This story is from the category Sensors
Date posted: 18/05/2012
In The Avengers, Tony Stark manipulates objects in thin air. MIT Media Lab researchers Jinha Lee and Rehmi Post have actually created a similar tactile user interface for manipulating real floating objects in 3D space, called the ZeroN.
It’s essentially a small field in which gravity doesn’t overcome an object. Through the efforts of finely tuned electromagnetism, a user can place a metal ball in midair as easily as they’d place something on a shelf.
The ball can be repositioned by hand or by computer, it can be animated on a path, and with the help of software, it can even serve as a virtual camera or light source in a 3-D scene (a sort of 3-D animation suite that you can touch).

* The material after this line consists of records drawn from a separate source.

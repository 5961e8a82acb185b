//! Provider selection: picks the backend behind a chat session.
//!
//! Selection happens once, when the session is constructed. Every later
//! call dispatches through the chosen variant without re-checking config.

use tracing::debug;

use seowriter_shared::{ProviderConfig, ProviderKind, Result};

use crate::claude::ClaudeBackend;
use crate::error::AttemptError;
use crate::message::TurnRequest;
use crate::openai::OpenAiBackend;

/// A provider-bound HTTP backend.
pub(crate) enum Backend {
    OpenAi(OpenAiBackend),
    Claude(ClaudeBackend),
}

impl Backend {
    /// Construct the backend matching `config.kind`.
    pub(crate) fn for_provider(config: &ProviderConfig) -> Result<Self> {
        debug!(provider = %config.kind, base_url = %config.base_url, "selecting chat backend");
        Ok(match config.kind {
            ProviderKind::OpenAi => Self::OpenAi(OpenAiBackend::new(config)?),
            ProviderKind::Claude => Self::Claude(ClaudeBackend::new(config)?),
        })
    }

    /// Whether the system prompt goes in its own request field rather than
    /// at the head of the message history.
    pub(crate) fn has_system_channel(&self) -> bool {
        matches!(self, Self::Claude(_))
    }

    pub(crate) async fn complete(&self, req: &TurnRequest<'_>) -> std::result::Result<String, AttemptError> {
        match self {
            Self::OpenAi(b) => b.complete(req).await,
            Self::Claude(b) => b.complete(req).await,
        }
    }
}

#[cfg(test)]
mod tests {
    use super::*;
    use std::time::Duration;

    fn config(kind: ProviderKind) -> ProviderConfig {
        ProviderConfig {
            kind,
            credential: "sk-test".into(),
            max_tokens: 100,
            temperature: 0.5,
            max_retries: 2,
            default_model: "model".into(),
            base_url: "http://127.0.0.1:1".into(),
            timeout: Duration::from_secs(1),
        }
    }

    #[test]
    fn builds_matching_variant() {
        let openai = Backend::for_provider(&config(ProviderKind::OpenAi)).unwrap();
        assert!(matches!(openai, Backend::OpenAi(_)));
        assert!(!openai.has_system_channel());

        let claude = Backend::for_provider(&config(ProviderKind::Claude)).unwrap();
        assert!(matches!(claude, Backend::Claude(_)));
        assert!(claude.has_system_channel());
    }
}
//! Concurrent page fetcher for the fetch stage.
//!
//! Every URL is downloaded independently on a bounded pool of tokio tasks.
//! A failing URL is logged and dropped; the stage only fails when no URL
//! produced any text. Successful contents keep the input order.

use std::sync::Arc;
use std::time::Instant;

use reqwest::Client;
use tokio::sync::Semaphore;
use tracing::{debug, info, instrument, warn};
use url::Url;

use seowriter_shared::{FetchConfig, Result, SeoWriterError};

use crate::extract::extract_body_text;

/// User-Agent string for fetch requests.
const USER_AGENT: &str = concat!("SeoWriter/", env!("CARGO_PKG_VERSION"));

/// Maximum number of redirects followed per page.
const MAX_REDIRECTS: usize = 5;

/// Stage failure message when the whole batch came back empty.
pub const NO_CONTENT_ERROR: &str = "no content could be fetched";

// ---------------------------------------------------------------------------
// FetchedContent
// ---------------------------------------------------------------------------

/// Text extracted from one successfully fetched page.
#[derive(Debug, Clone, PartialEq, Eq)]
pub struct FetchedContent {
    pub url: Url,
    pub text: String,
}

// ---------------------------------------------------------------------------
// Fetcher
// ---------------------------------------------------------------------------

/// Downloads pages and extracts their body text.
pub struct Fetcher {
    config: FetchConfig,
    client: Client,
}

impl Fetcher {
    /// Create a new fetcher with the given configuration.
    pub fn new(config: FetchConfig) -> Result<Self> {
        let client = Client::builder()
            .user_agent(USER_AGENT)
            .redirect(reqwest::redirect::Policy::limited(MAX_REDIRECTS))
            .timeout(config.timeout)
            .build()
            .map_err(|e| SeoWriterError::Fetch(format!("failed to build HTTP client: {e}")))?;

        Ok(Self { config, client })
    }

    /// Fetch every URL and return the non-empty texts in input order.
    #[instrument(skip_all, fields(urls = urls.len(), concurrency = self.config.concurrency))]
    pub async fn fetch_all(&self, urls: &[Url]) -> Result<Vec<FetchedContent>> {
        let start = Instant::now();
        let semaphore = Arc::new(Semaphore::new(self.config.concurrency.max(1)));

        let mut handles = Vec::with_capacity(urls.len());
        for url in urls {
            let client = self.client.clone();
            let sem = semaphore.clone();
            let url = url.clone();

            handles.push(tokio::spawn(async move {
                let _permit = sem.acquire_owned().await.ok();
                let outcome = fetch_text(&client, &url).await;
                (url, outcome)
            }));
        }

        let mut contents = Vec::new();
        let mut failures = 0usize;

        // Awaiting handles in spawn order keeps results in input order.
        for handle in handles {
            match handle.await {
                Ok((url, Ok(text))) if !text.is_empty() => {
                    debug!(%url, chars = text.chars().count(), "page fetched");
                    contents.push(FetchedContent { url, text });
                }
                Ok((url, Ok(_))) => {
                    warn!(%url, "page had no extractable text, skipping");
                    failures += 1;
                }
                Ok((url, Err(e))) => {
                    warn!(%url, error = %e, "failed to fetch page, skipping");
                    failures += 1;
                }
                Err(e) => {
                    warn!(error = %e, "fetch task failed");
                    failures += 1;
                }
            }
        }

        info!(
            fetched = contents.len(),
            failed = failures,
            duration_ms = start.elapsed().as_millis(),
            "fetch complete"
        );

        if contents.is_empty() {
            return Err(SeoWriterError::Fetch(NO_CONTENT_ERROR.into()));
        }

        Ok(contents)
    }
}

// ---------------------------------------------------------------------------
// Page fetching
// ---------------------------------------------------------------------------

/// Download one page and extract its body text.
async fn fetch_text(client: &Client, url: &Url) -> Result<String> {
    if url.scheme() != "http" && url.scheme() != "https" {
        return Err(SeoWriterError::Fetch(format!(
            "{url}: unsupported scheme '{}'",
            url.scheme()
        )));
    }

    let response = client
        .get(url.as_str())
        .send()
        .await
        .map_err(|e| SeoWriterError::Fetch(format!("{url}: {e}")))?;

    let status = response.status();
    if !status.is_success() {
        return Err(SeoWriterError::Fetch(format!("{url}: HTTP {status}")));
    }

    let body = response
        .text()
        .await
        .map_err(|e| SeoWriterError::Fetch(format!("{url}: body read failed: {e}")))?;

    Ok(extract_body_text(&body))
}

#[cfg(test)]
mod fetch_tests {
    use super::*;
    use std::time::Duration;
    use wiremock::matchers::{method, path};
    use wiremock::{Mock, MockServer, ResponseTemplate};

    fn fetcher() -> Fetcher {
        Fetcher::new(FetchConfig {
            concurrency: 2,
            timeout: Duration::from_secs(5),
        })
        .unwrap()
    }

    fn page(body: &str) -> String {
        format!("<html><body><main><p>{body}</p></main></body></html>")
    }

    #[tokio::test]
    async fn fetches_in_input_order() {
        let server = MockServer::start().await;

        for (p, text) in [("/a", "alpha"), ("/b", "bravo"), ("/c", "charlie")] {
            Mock::given(method("GET"))
                .and(path(p))
                .respond_with(ResponseTemplate::new(200).set_body_string(page(text)))
                .mount(&server)
                .await;
        }

        // Slow down the first page so it finishes last.
        Mock::given(method("GET"))
            .and(path("/slow"))
            .respond_with(
                ResponseTemplate::new(200)
                    .set_body_string(page("slow"))
                    .set_delay(Duration::from_millis(200)),
            )
            .mount(&server)
            .await;

        let base = Url::parse(&server.uri()).unwrap();
        let urls: Vec<Url> = ["/slow", "/a", "/b", "/c"]
            .iter()
            .map(|p| base.join(p).unwrap())
            .collect();

        let contents = fetcher().fetch_all(&urls).await.unwrap();
        let texts: Vec<&str> = contents.iter().map(|c| c.text.as_str()).collect();
        assert_eq!(texts, vec!["slow", "alpha", "bravo", "charlie"]);
    }

    #[tokio::test]
    async fn individual_failures_are_skipped() {
        let server = MockServer::start().await;

        Mock::given(path("/ok"))
            .respond_with(ResponseTemplate::new(200).set_body_string(page("kept")))
            .mount(&server)
            .await;
        Mock::given(path("/missing"))
            .respond_with(ResponseTemplate::new(404))
            .mount(&server)
            .await;
        Mock::given(path("/empty"))
            .respond_with(ResponseTemplate::new(200).set_body_string("<html><body></body></html>"))
            .mount(&server)
            .await;

        let base = Url::parse(&server.uri()).unwrap();
        let urls: Vec<Url> = ["/missing", "/ok", "/empty"]
            .iter()
            .map(|p| base.join(p).unwrap())
            .collect();

        let contents = fetcher().fetch_all(&urls).await.unwrap();
        assert_eq!(contents.len(), 1);
        assert_eq!(contents[0].text, "kept");
        assert_eq!(contents[0].url.path(), "/ok");
    }

    #[tokio::test]
    async fn all_failures_is_no_content_error() {
        let server = MockServer::start().await;
        Mock::given(method("GET"))
            .respond_with(ResponseTemplate::new(500))
            .mount(&server)
            .await;

        let base = Url::parse(&server.uri()).unwrap();
        let urls = vec![base.join("/x").unwrap(), base.join("/y").unwrap()];

        let err = fetcher().fetch_all(&urls).await.unwrap_err();
        assert!(matches!(err, SeoWriterError::Fetch(_)));
        assert!(err.to_string().contains(NO_CONTENT_ERROR));
    }

    #[tokio::test]
    async fn empty_url_list_is_no_content_error() {
        let err = fetcher().fetch_all(&[]).await.unwrap_err();
        assert!(err.to_string().contains(NO_CONTENT_ERROR));
    }

    #[tokio::test]
    async fn non_http_scheme_is_rejected() {
        let client = Client::new();
        let url = Url::parse("file:///etc/passwd").unwrap();
        assert!(fetch_text(&client, &url).await.is_err());
    }
}
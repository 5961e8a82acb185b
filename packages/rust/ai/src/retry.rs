//! Exponential backoff schedule for chat retries.

use std::time::Duration;

/// Base delay used when the caller does not pick one.
pub const DEFAULT_RETRY_DELAY: Duration = Duration::from_secs(5);

/// Delay after failed attempt number `attempt` (1-based): `base * 2^attempt`.
///
/// Saturates instead of overflowing for absurd attempt counts.
pub fn backoff_delay(base: Duration, attempt: u32) -> Duration {
    let factor = 1u32.checked_shl(attempt).unwrap_or(u32::MAX);
    base.saturating_mul(factor)
}
//! Core domain types shared across SeoWriter crates.

use serde::{Deserialize, Serialize};
use uuid::Uuid;

use crate::error::SeoWriterError;

// ---------------------------------------------------------------------------
// RunId
// ---------------------------------------------------------------------------

/// A UUID v7 wrapper identifying one generation run (time-sortable).
#[derive(Debug, Clone, PartialEq, Eq, Hash, Serialize, Deserialize)]
#[serde(transparent)]
pub struct RunId(pub Uuid);

impl RunId {
    /// Generate a new time-sortable run identifier.
    pub fn new() -> Self {
        Self(Uuid::now_v7())
    }
}

impl Default for RunId {
    fn default() -> Self {
        Self::new()
    }
}

impl std::fmt::Display for RunId {
    fn fmt(&self, f: &mut std::fmt::Formatter<'_>) -> std::fmt::Result {
        write!(f, "{}", self.0)
    }
}

impl std::str::FromStr for RunId {
    type Err = uuid::Error;

    fn from_str(s: &str) -> std::result::Result<Self, Self::Err> {
        Ok(Self(Uuid::parse_str(s)?))
    }
}

// ---------------------------------------------------------------------------
// ProviderKind
// ---------------------------------------------------------------------------

/// The LLM backends a chat session can be bound to.
#[derive(Debug, Clone, Copy, PartialEq, Eq, Hash, Serialize, Deserialize)]
#[serde(rename_all = "lowercase")]
pub enum ProviderKind {
    OpenAi,
    Claude,
}

impl ProviderKind {
    /// Identifier as written in configuration.
    pub fn as_str(&self) -> &'static str {
        match self {
            Self::OpenAi => "openai",
            Self::Claude => "claude",
        }
    }

    /// Human-facing provider name used in error messages.
    pub fn display_name(&self) -> &'static str {
        match self {
            Self::OpenAi => "OpenAI",
            Self::Claude => "Claude",
        }
    }
}

impl std::fmt::Display for ProviderKind {
    fn fmt(&self, f: &mut std::fmt::Formatter<'_>) -> std::fmt::Result {
        f.write_str(self.as_str())
    }
}

impl std::str::FromStr for ProviderKind {
    type Err = SeoWriterError;

    fn from_str(s: &str) -> std::result::Result<Self, Self::Err> {
        match s.trim() {
            "openai" => Ok(Self::OpenAi),
            "claude" => Ok(Self::Claude),
            other => Err(SeoWriterError::config(format!(
                "invalid AI provider '{other}': expected 'openai' or 'claude'"
            ))),
        }
    }
}

#[cfg(test)]
mod tests {
    use super::*;

    #[test]
    fn run_id_roundtrip() {
        let id = RunId::new();
        let parsed: RunId = id.to_string().parse().expect("parse RunId");
        assert_eq!(id, parsed);
    }

    #[test]
    fn provider_kind_parses_known_identifiers() {
        assert_eq!("openai".parse::<ProviderKind>().unwrap(), ProviderKind::OpenAi);
        assert_eq!("claude".parse::<ProviderKind>().unwrap(), ProviderKind::Claude);
    }

    #[test]
    fn provider_kind_rejects_unknown_identifier() {
        let err = "gemini".parse::<ProviderKind>().unwrap_err();
        assert!(matches!(err, SeoWriterError::Config { .. }));
        assert!(err.to_string().contains("invalid AI provider"));
    }
}
//! Per-container share of a pod's total resource requests

use crate::models::{ContainerRatio, ContainerRequest};
use std::collections::BTreeMap;

fn share(part: u64, total: u128) -> Option<f64> {
    (total > 0).then(|| part as f64 / total as f64)
}

/// Compute each container's share of total requested CPU and memory.
///
/// A share is left undefined when the pod-wide total for that resource is
/// zero; nothing is divided in that case.
pub fn compute_ratios(containers: &[ContainerRequest]) -> BTreeMap<String, ContainerRatio> {
    // Summed in u128: a handful of exabyte-sized requests overflow u64.
    let total_cpu: u128 = containers
        .iter()
        .map(|c| u128::from(c.requests.cpu_milli))
        .sum();
    let total_mem: u128 = containers
        .iter()
        .map(|c| u128::from(c.requests.memory_bytes))
        .sum();

    containers
        .iter()
        .map(|c| {
            let ratio = ContainerRatio {
                cpu_share: share(c.requests.cpu_milli, total_cpu),
                mem_share: share(c.requests.memory_bytes, total_mem),
            };
            (c.name.clone(), ratio)
        })
        .collect()
}
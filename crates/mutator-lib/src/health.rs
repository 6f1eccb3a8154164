//! Liveness and readiness state for the webhook
//!
//! The suggestion backend is tracked as a component so operators can see
//! when admissions are passing through unmodified because lookups fail.

use serde::{Deserialize, Serialize};
use std::collections::HashMap;
use std::sync::Arc;
use tokio::sync::RwLock;

/// Health status of a component
#[derive(Debug, Clone, Copy, PartialEq, Eq, Serialize, Deserialize)]
#[serde(rename_all = "lowercase")]
pub enum ComponentStatus {
    Healthy,
    /// Still serving, but admissions may fail open
    Degraded,
    Unhealthy,
}

#[derive(Debug, Clone, Serialize, Deserialize)]
pub struct ComponentHealth {
    pub status: ComponentStatus,
    #[serde(skip_serializing_if = "Option::is_none")]
    pub message: Option<String>,
    pub last_check_timestamp: i64,
}

impl ComponentHealth {
    fn with_status(status: ComponentStatus, message: Option<String>) -> Self {
        Self {
            status,
            message,
            last_check_timestamp: chrono::Utc::now().timestamp(),
        }
    }

    pub fn healthy() -> Self {
        Self::with_status(ComponentStatus::Healthy, None)
    }

    pub fn degraded(message: impl Into<String>) -> Self {
        Self::with_status(ComponentStatus::Degraded, Some(message.into()))
    }

    pub fn unhealthy(message: impl Into<String>) -> Self {
        Self::with_status(ComponentStatus::Unhealthy, Some(message.into()))
    }
}

/// Body of `/healthz`
#[derive(Debug, Clone, Serialize, Deserialize)]
pub struct HealthResponse {
    pub status: ComponentStatus,
    pub components: HashMap<String, ComponentHealth>,
}

impl HealthResponse {
    /// Worst status across components
    pub fn compute_status(components: &HashMap<String, ComponentHealth>) -> ComponentStatus {
        components
            .values()
            .map(|h| h.status)
            .fold(ComponentStatus::Healthy, |worst, status| match (worst, status) {
                (ComponentStatus::Unhealthy, _) | (_, ComponentStatus::Unhealthy) => {
                    ComponentStatus::Unhealthy
                }
                (ComponentStatus::Degraded, _) | (_, ComponentStatus::Degraded) => {
                    ComponentStatus::Degraded
                }
                _ => ComponentStatus::Healthy,
            })
    }
}

/// Body of `/readyz`
#[derive(Debug, Clone, Serialize, Deserialize)]
pub struct ReadinessResponse {
    pub ready: bool,
    #[serde(skip_serializing_if = "Option::is_none")]
    pub reason: Option<String>,
}

/// Component names for health tracking
pub mod components {
    pub const WEBHOOK: &str = "webhook";
    pub const SUGGESTION_BACKEND: &str = "suggestion_backend";
}

#[derive(Debug, Clone, Default)]
pub struct HealthRegistry {
    components: Arc<RwLock<HashMap<String, ComponentHealth>>>,
    ready: Arc<RwLock<bool>>,
}

impl HealthRegistry {
    pub fn new() -> Self {
        Self::default()
    }

    /// Register a component as healthy
    pub async fn register(&self, name: &str) {
        self.update(name, ComponentHealth::healthy()).await;
    }

    pub async fn update(&self, name: &str, health: ComponentHealth) {
        self.components
            .write()
            .await
            .insert(name.to_string(), health);
    }

    pub async fn set_healthy(&self, name: &str) {
        self.update(name, ComponentHealth::healthy()).await;
    }

    pub async fn set_degraded(&self, name: &str, message: impl Into<String>) {
        self.update(name, ComponentHealth::degraded(message)).await;
    }

    pub async fn set_unhealthy(&self, name: &str, message: impl Into<String>) {
        self.update(name, ComponentHealth::unhealthy(message)).await;
    }

    pub async fn status_of(&self, name: &str) -> Option<ComponentStatus> {
        self.components.read().await.get(name).map(|h| h.status)
    }

    pub async fn set_ready(&self, ready: bool) {
        *self.ready.write().await = ready;
    }

    pub async fn health(&self) -> HealthResponse {
        let components = self.components.read().await.clone();
        let status = HealthResponse::compute_status(&components);
        HealthResponse { status, components }
    }

    /// Ready once the TLS listener is up and nothing is unhealthy
    pub async fn readiness(&self) -> ReadinessResponse {
        let ready = *self.ready.read().await;
        let health = self.health().await;

        let reason = if !ready {
            Some("Webhook listener not yet started")
        } else if health.status == ComponentStatus::Unhealthy {
            Some("Critical component unhealthy")
        } else {
            None
        };

        ReadinessResponse {
            ready: reason.is_none(),
            reason: reason.map(str::to_string),
        }
    }
}

#[cfg(test)]
mod tests {
    use super::*;

    #[tokio::test]
    async fn test_empty_registry_is_healthy_but_not_ready() {
        let registry = HealthRegistry::new();

        assert_eq!(registry.health().await.status, ComponentStatus::Healthy);
        let readiness = registry.readiness().await;
        assert!(!readiness.ready);
        assert!(readiness.reason.is_some());
    }

    #[tokio::test]
    async fn test_backend_degradation_is_reported() {
        let registry = HealthRegistry::new();
        registry.register(components::WEBHOOK).await;
        registry.register(components::SUGGESTION_BACKEND).await;

        registry
            .set_degraded(components::SUGGESTION_BACKEND, "connection refused")
            .await;

        let health = registry.health().await;
        assert_eq!(health.status, ComponentStatus::Degraded);
        assert_eq!(
            health.components[components::SUGGESTION_BACKEND]
                .message
                .as_deref(),
            Some("connection refused")
        );

        registry.set_healthy(components::SUGGESTION_BACKEND).await;
        assert_eq!(registry.health().await.status, ComponentStatus::Healthy);
    }

    #[tokio::test]
    async fn test_degraded_is_still_ready() {
        let registry = HealthRegistry::new();
        registry.register(components::SUGGESTION_BACKEND).await;
        registry.set_ready(true).await;
        registry
            .set_degraded(components::SUGGESTION_BACKEND, "timeout")
            .await;

        assert!(registry.readiness().await.ready);
    }

    #[tokio::test]
    async fn test_unhealthy_wins_over_degraded() {
        let registry = HealthRegistry::new();
        registry.set_ready(true).await;
        registry.set_degraded(components::SUGGESTION_BACKEND, "slow").await;
        registry.set_unhealthy(components::WEBHOOK, "listener died").await;

        assert_eq!(registry.health().await.status, ComponentStatus::Unhealthy);
        assert!(!registry.readiness().await.ready);
        assert_eq!(
            registry.status_of(components::WEBHOOK).await,
            Some(ComponentStatus::Unhealthy)
        );
    }
}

Lee has hidden the real magic just above where there’s a 3-D actuator housing an electromagnet. It’s this arm that provides the perfectly tuned magnetic loop (requiring a circuit built by Rehmi Post from MIT’s Center for Bits and Atoms), to keep the ball stable. But to drag that ball around lateral space, the actuator actually just repositions itself, moving in tandem with object, and keeping an eye out on its position with 3-D infrared cameras (as you see in the Kinect).
“ZeroN can remember how it has been moved. Physical motions of people can be collected in this medium to preserve and play them back indefinitely. When the users move and release the ZeroN, it continues to float and starts to move along the same path. This allows a unique, tangible record of a user’s physical presence and motion which will continue to exist even after the death of the person,” Lee explains.
“With this functionality, ZeroN can be adopted in many applications: animation prototyping, physics simulation/education, and 3-D design studios, etc. Many of the control that users had to have with mouse and a screen can be tangible and more intuitive.”